La Liga
Florentino Pérez volvió a ser protagonista en el Bernabéu, pero esta vez no por una decisión estratégica ni por un anuncio institucional. La afición del Real Madrid ha dicho basta y lo ha hecho de forma clara, ruidosa y visible, incluso en un partido ganado.
Ni la victoria por 2-0 ante el Levante, disputada hoy a las 14:00 horas, sirvió para calmar los ánimos. Las pancartas pidiendo su dimisión, los pitidos al final del encuentro y una pañolada dirigida al palco evidenciaron un hartazgo acumulado. No fue un calentón puntual, sino una protesta sostenida.
Florentino Pérez, señalado por la grada del Real Madrid
El Bernabéu está cansado de decisiones que considera incoherentes con la historia del club. La gota que ha colmado el vaso ha sido la salida de Xabi Alonso, un entrenador al que la afición describía como un referente, dentro y fuera del campo.
Para muchos seguidores del Real Madrid, Florentino Pérez ha fallado donde antes nunca dudó. En el pasado, no le tembló el pulso para tomar decisiones drásticas con figuras como Cristiano Ronaldo, Sergio Ramos o Iker Casillas.

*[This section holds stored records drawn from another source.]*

use curvebook_core::AccountId;

/// Caller identity for a request.
///
/// Taken from the `x-account-id` header; present on every mutating route.
#[derive(Debug, Copy, Clone, PartialEq, Eq)]
pub struct CallerContext {
    account: AccountId,
}

impl CallerContext {
    pub fn new(account: AccountId) -> Self {
        Self { account }
    }

    pub fn account(&self) -> AccountId {
        self.account
    }
}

Hoy, la sensación es distinta. Parte de la grada percibe que existen jugadores intocables, protegidos desde los despachos, algo que choca frontalmente con el discurso histórico del presidente.
Real Madrid y el desgaste de un modelo
En su día, Florentino Pérez fue tajante: nadie está por encima del club. Esa frase se ha repetido durante años como un pilar del proyecto. Sin embargo, el ambiente actual sugiere que ese principio ya no se aplica con la misma firmeza.
El Real Madrid ha pasado de exigir rendimiento a mimar perfiles concretos, algo que la afición no entiende ni acepta. La sensación de agravio comparativo ha erosionado la confianza en la gestión.
Ese contexto explica la reacción del Bernabéu. No se protesta solo una decisión, sino una forma de gobernar que muchos consideran alejada del espíritu competitivo del club.
Xabi Alonso, símbolo de la ruptura
La salida de Xabi Alonso ha sido interpretada como una derrota institucional. El técnico llegó para imponer orden y disciplina, con un contrato de tres años hasta junio de 2028.
El Real Madrid invirtió más de 12 millones de euros para sacarlo del Bayer Leverkusen, donde había ganado la Bundesliga y roto el dominio del Bayern de Múnich. Su salario, cercano a los 8 millones netos por temporada, evidenciaba una apuesta fuerte.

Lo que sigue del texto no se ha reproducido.